#### INFORMATION PROVIDED:
● ● ● ● ●

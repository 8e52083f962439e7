//! Converters between proto types and domain types.

use crate::pb;
use modelroute_core::{
    clamp_unit, BackendId, Context, ContextUpdate, CoreError, ModelCapabilities, Priority, ProgressEvent,
    SessionId, Task, TaskId, TaskResult, TaskStatus, TaskType,
};

// ============================================================================
// BackendId conversions
// ============================================================================

impl From<BackendId> for pb::ModelType {
    fn from(backend: BackendId) -> Self {
        match backend {
            BackendId::Friday => pb::ModelType::Friday,
            BackendId::DeepSeek => pb::ModelType::Deepseek,
            BackendId::Huginn => pb::ModelType::Huginn,
            BackendId::Mixtral => pb::ModelType::Mixtral,
            BackendId::Phi => pb::ModelType::Phi,
        }
    }
}

/// Decode a wire backend. `UNSPECIFIED` maps to `None`; numbers outside the
/// enum are a validation error.
pub fn backend_from_wire(value: i32) -> Result<Option<BackendId>, CoreError> {
    let model = pb::ModelType::try_from(value)
        .map_err(|_| CoreError::Validation(format!("unknown model type: {value}")))?;
    Ok(match model {
        pb::ModelType::Unspecified => None,
        pb::ModelType::Friday => Some(BackendId::Friday),
        pb::ModelType::Deepseek => Some(BackendId::DeepSeek),
        pb::ModelType::Huginn => Some(BackendId::Huginn),
        pb::ModelType::Mixtral => Some(BackendId::Mixtral),
        pb::ModelType::Phi => Some(BackendId::Phi),
    })
}

fn backend_to_wire(backend: Option<BackendId>) -> i32 {
    backend
        .map(pb::ModelType::from)
        .unwrap_or(pb::ModelType::Unspecified) as i32
}

// ============================================================================
// TaskType conversions
// ============================================================================

impl From<TaskType> for pb::TaskType {
    fn from(task_type: TaskType) -> Self {
        match task_type {
            TaskType::Explanation => pb::TaskType::Explanation,
            TaskType::Generation => pb::TaskType::Generation,
            TaskType::Debugging => pb::TaskType::Debugging,
            TaskType::TestGeneration => pb::TaskType::TestGeneration,
            TaskType::Documentation => pb::TaskType::Documentation,
            TaskType::GeneralConversation => pb::TaskType::GeneralConversation,
        }
    }
}

impl TryFrom<pb::TaskType> for TaskType {
    type Error = CoreError;

    fn try_from(task_type: pb::TaskType) -> Result<Self, Self::Error> {
        match task_type {
            pb::TaskType::Unknown => Err(CoreError::Validation(
                "task type is unknown or unset".to_string(),
            )),
            pb::TaskType::Explanation => Ok(TaskType::Explanation),
            pb::TaskType::Generation => Ok(TaskType::Generation),
            pb::TaskType::Debugging => Ok(TaskType::Debugging),
            pb::TaskType::TestGeneration => Ok(TaskType::TestGeneration),
            pb::TaskType::Documentation => Ok(TaskType::Documentation),
            pb::TaskType::GeneralConversation => Ok(TaskType::GeneralConversation),
        }
    }
}

fn task_type_from_wire(value: i32) -> Result<TaskType, CoreError> {
    pb::TaskType::try_from(value)
        .map_err(|_| CoreError::Validation(format!("unknown task type: {value}")))?
        .try_into()
}

// ============================================================================
// Priority conversions
// ============================================================================

impl From<Priority> for pb::Priority {
    fn from(priority: Priority) -> Self {
        match priority {
            Priority::Low => pb::Priority::Low,
            Priority::Medium => pb::Priority::Medium,
            Priority::High => pb::Priority::High,
        }
    }
}

impl From<pb::Priority> for Priority {
    fn from(priority: pb::Priority) -> Self {
        match priority {
            pb::Priority::Unspecified => Priority::Medium,
            pb::Priority::Low => Priority::Low,
            pb::Priority::Medium => Priority::Medium,
            pb::Priority::High => Priority::High,
        }
    }
}

// ============================================================================
// TaskStatus conversions
// ============================================================================

impl From<TaskStatus> for pb::TaskStatus {
    fn from(status: TaskStatus) -> Self {
        match status {
            TaskStatus::Pending => pb::TaskStatus::Pending,
            TaskStatus::Eligible => pb::TaskStatus::Eligible,
            TaskStatus::Running => pb::TaskStatus::Running,
            TaskStatus::Retrying => pb::TaskStatus::Retrying,
            TaskStatus::Completed => pb::TaskStatus::Completed,
            TaskStatus::Failed => pb::TaskStatus::Failed,
            TaskStatus::Cancelled => pb::TaskStatus::Cancelled,
        }
    }
}

impl From<pb::TaskStatus> for TaskStatus {
    fn from(status: pb::TaskStatus) -> Self {
        match status {
            pb::TaskStatus::Unspecified => TaskStatus::Pending,
            pb::TaskStatus::Pending => TaskStatus::Pending,
            pb::TaskStatus::Eligible => TaskStatus::Eligible,
            pb::TaskStatus::Running => TaskStatus::Running,
            pb::TaskStatus::Retrying => TaskStatus::Retrying,
            pb::TaskStatus::Completed => TaskStatus::Completed,
            pb::TaskStatus::Failed => TaskStatus::Failed,
            pb::TaskStatus::Cancelled => TaskStatus::Cancelled,
        }
    }
}

// ============================================================================
// Context conversions
// ============================================================================

impl From<Context> for pb::Context {
    fn from(ctx: Context) -> Self {
        pb::Context {
            session_id: ctx.session_id.into_inner(),
            previous_tasks: ctx
                .previous_tasks
                .into_iter()
                .map(TaskId::into_inner)
                .collect(),
            metadata: ctx.metadata,
            confidence_score: Some(ctx.confidence_score),
            relevant_documents: ctx.relevant_documents,
        }
    }
}

impl From<pb::Context> for Context {
    fn from(proto: pb::Context) -> Self {
        Context {
            session_id: SessionId::or_default(proto.session_id),
            previous_tasks: proto.previous_tasks.into_iter().map(TaskId::new).collect(),
            metadata: proto.metadata,
            confidence_score: proto.confidence_score.map(clamp_unit).unwrap_or_default(),
            relevant_documents: proto.relevant_documents,
        }
    }
}

impl From<pb::Context> for ContextUpdate {
    fn from(proto: pb::Context) -> Self {
        let confidence_score = proto.confidence_score.map(clamp_unit);
        ContextUpdate {
            context: Context::from(proto),
            confidence_score,
        }
    }
}

// ============================================================================
// Task conversions
// ============================================================================

impl TryFrom<pb::Task> for Task {
    type Error = CoreError;

    fn try_from(proto: pb::Task) -> Result<Self, Self::Error> {
        let task_type = task_type_from_wire(proto.task_type)?;
        let preferred_backend = match proto.preferred_model {
            Some(value) => backend_from_wire(value)?,
            None => None,
        };
        let priority = pb::Priority::try_from(proto.priority)
            .map_err(|_| CoreError::Validation(format!("unknown priority: {}", proto.priority)))?
            .into();
        let id = if proto.task_id.is_empty() {
            TaskId::generate()
        } else {
            TaskId::new(proto.task_id)
        };

        let mut task = Task::new(task_type, proto.input)
            .with_id(id)
            .with_priority(priority)
            .with_threshold(proto.confidence_threshold)
            .with_context(proto.context.map(Context::from).unwrap_or_default());
        task.preferred_backend = preferred_backend;
        task.dependencies = proto.dependencies.into_iter().map(TaskId::new).collect();
        Ok(task)
    }
}

impl From<Task> for pb::Task {
    fn from(task: Task) -> Self {
        pb::Task {
            task_id: task.id.into_inner(),
            task_type: pb::TaskType::from(task.task_type) as i32,
            input: task.input,
            context: Some(task.context.into()),
            priority: pb::Priority::from(task.priority) as i32,
            preferred_model: task
                .preferred_backend
                .map(|b| pb::ModelType::from(b) as i32),
            confidence_threshold: task.confidence_threshold,
            dependencies: task
                .dependencies
                .into_iter()
                .map(TaskId::into_inner)
                .collect(),
        }
    }
}

// ============================================================================
// TaskResult conversions
// ============================================================================

impl From<TaskResult> for pb::TaskResult {
    fn from(result: TaskResult) -> Self {
        let status = if result.success {
            TaskStatus::Completed
        } else {
            TaskStatus::Failed
        };
        pb::TaskResult {
            task_id: result.task_id.into_inner(),
            success: result.success,
            output: result.output,
            confidence_score: result.confidence_score,
            executed_by: backend_to_wire(result.executed_by),
            error_message: result.error_message,
            updated_context: Some(result.updated_context.into()),
            status: pb::TaskStatus::from(status) as i32,
            attempt: 0,
        }
    }
}

impl From<pb::TaskResult> for TaskResult {
    fn from(proto: pb::TaskResult) -> Self {
        TaskResult {
            task_id: TaskId::new(proto.task_id),
            success: proto.success,
            output: proto.output,
            confidence_score: clamp_unit(proto.confidence_score),
            executed_by: backend_from_wire(proto.executed_by).ok().flatten(),
            error_message: proto.error_message,
            updated_context: proto.updated_context.map(Context::from).unwrap_or_default(),
        }
    }
}

// ============================================================================
// ProgressEvent conversions
// ============================================================================

impl From<ProgressEvent> for pb::TaskResult {
    fn from(event: ProgressEvent) -> Self {
        let status = pb::TaskStatus::from(event.status) as i32;
        match event.result {
            Some(result) => pb::TaskResult {
                status,
                attempt: event.attempt,
                ..pb::TaskResult::from(result)
            },
            None => pb::TaskResult {
                task_id: event.task_id.into_inner(),
                success: false,
                output: String::new(),
                confidence_score: 0.0,
                executed_by: backend_to_wire(event.backend),
                error_message: event.detail,
                updated_context: None,
                status,
                attempt: event.attempt,
            },
        }
    }
}

// ============================================================================
// ModelCapabilities conversions
// ============================================================================

impl From<ModelCapabilities> for pb::ModelCapabilities {
    fn from(caps: ModelCapabilities) -> Self {
        pb::ModelCapabilities {
            model_type: pb::ModelType::from(caps.backend) as i32,
            supported_tasks: caps
                .supported_tasks
                .into_iter()
                .map(|t| pb::TaskType::from(t) as i32)
                .collect(),
            min_confidence: caps.min_confidence,
            max_confidence: caps.max_confidence,
            max_tokens: caps.max_tokens,
            average_latency_ms: caps.average_latency_ms,
        }
    }
}

#[cfg(test)]
mod tests {
    use super::*;

    fn wire_task(task_type: pb::TaskType) -> pb::Task {
        pb::Task {
            task_id: "t-1".to_string(),
            task_type: task_type as i32,
            input: "explain lifetimes".to_string(),
            context: None,
            priority: pb::Priority::High as i32,
            preferred_model: None,
            confidence_threshold: 0.8,
            dependencies: vec!["t-0".to_string()],
        }
    }

    #[test]
    fn test_task_from_wire() {
        let task = Task::try_from(wire_task(pb::TaskType::Explanation)).unwrap();
        assert_eq!(task.id.as_str(), "t-1");
        assert_eq!(task.task_type, TaskType::Explanation);
        assert_eq!(task.priority, Priority::High);
        assert_eq!(task.dependencies, vec![TaskId::new("t-0")]);
        assert_eq!(task.context.session_id.as_str(), "default");
    }

    #[test]
    fn test_unknown_task_type_is_rejected() {
        let err = Task::try_from(wire_task(pb::TaskType::Unknown)).unwrap_err();
        assert!(matches!(err, CoreError::Validation(_)));

        let mut bogus = wire_task(pb::TaskType::Generation);
        bogus.task_type = 42;
        assert!(Task::try_from(bogus).is_err());
    }

    #[test]
    fn test_unspecified_preferred_model_is_none() {
        let mut proto = wire_task(pb::TaskType::Generation);
        proto.preferred_model = Some(pb::ModelType::Unspecified as i32);
        let task = Task::try_from(proto).unwrap();
        assert_eq!(task.preferred_backend, None);

        let mut proto = wire_task(pb::TaskType::Generation);
        proto.preferred_model = Some(pb::ModelType::Deepseek as i32);
        let task = Task::try_from(proto).unwrap();
        assert_eq!(task.preferred_backend, Some(BackendId::DeepSeek));
    }

    #[test]
    fn test_empty_task_id_is_generated() {
        let mut proto = wire_task(pb::TaskType::Generation);
        proto.task_id.clear();
        let task = Task::try_from(proto).unwrap();
        assert!(!task.id.is_empty());
    }

    #[test]
    fn test_context_update_confidence_presence() {
        let wire = pb::Context {
            session_id: "s".to_string(),
            metadata: [("lang".to_string(), "rust".to_string())].into(),
            ..Default::default()
        };
        let update = ContextUpdate::from(wire.clone());
        assert_eq!(update.confidence_score, None);
        assert_eq!(update.session_id().as_str(), "s");

        let update = ContextUpdate::from(pb::Context {
            confidence_score: Some(1.4),
            ..wire
        });
        assert_eq!(update.confidence_score, Some(1.0));
    }

    #[test]
    fn test_progress_event_to_wire() {
        let event = ProgressEvent::retrying(TaskId::new("t"), BackendId::Huginn, 1, "low confidence");
        let proto: pb::TaskResult = event.into();
        assert_eq!(proto.status, pb::TaskStatus::Retrying as i32);
        assert_eq!(proto.executed_by, pb::ModelType::Huginn as i32);
        assert_eq!(proto.error_message.as_deref(), Some("low confidence"));
        assert!(!proto.success);

        let result = TaskResult::completed(
            TaskId::new("t"),
            "done",
            0.9,
            BackendId::Phi,
            Context::default(),
        );
        let proto: pb::TaskResult = ProgressEvent::terminal(TaskStatus::Completed, 2, result).into();
        assert_eq!(proto.status, pb::TaskStatus::Completed as i32);
        assert_eq!(proto.attempt, 2);
        assert!(proto.success);
    }
}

● ● ● ● ●

#### REQUIRED ACTION:
Return every line of the listing that has the word "success" in it.

#### ANSWER TO THE EXERCISE:
        let status = if result.success {
            success: result.success,
            success: proto.success,
                success: false,
        assert!(!proto.success);
        assert!(proto.success);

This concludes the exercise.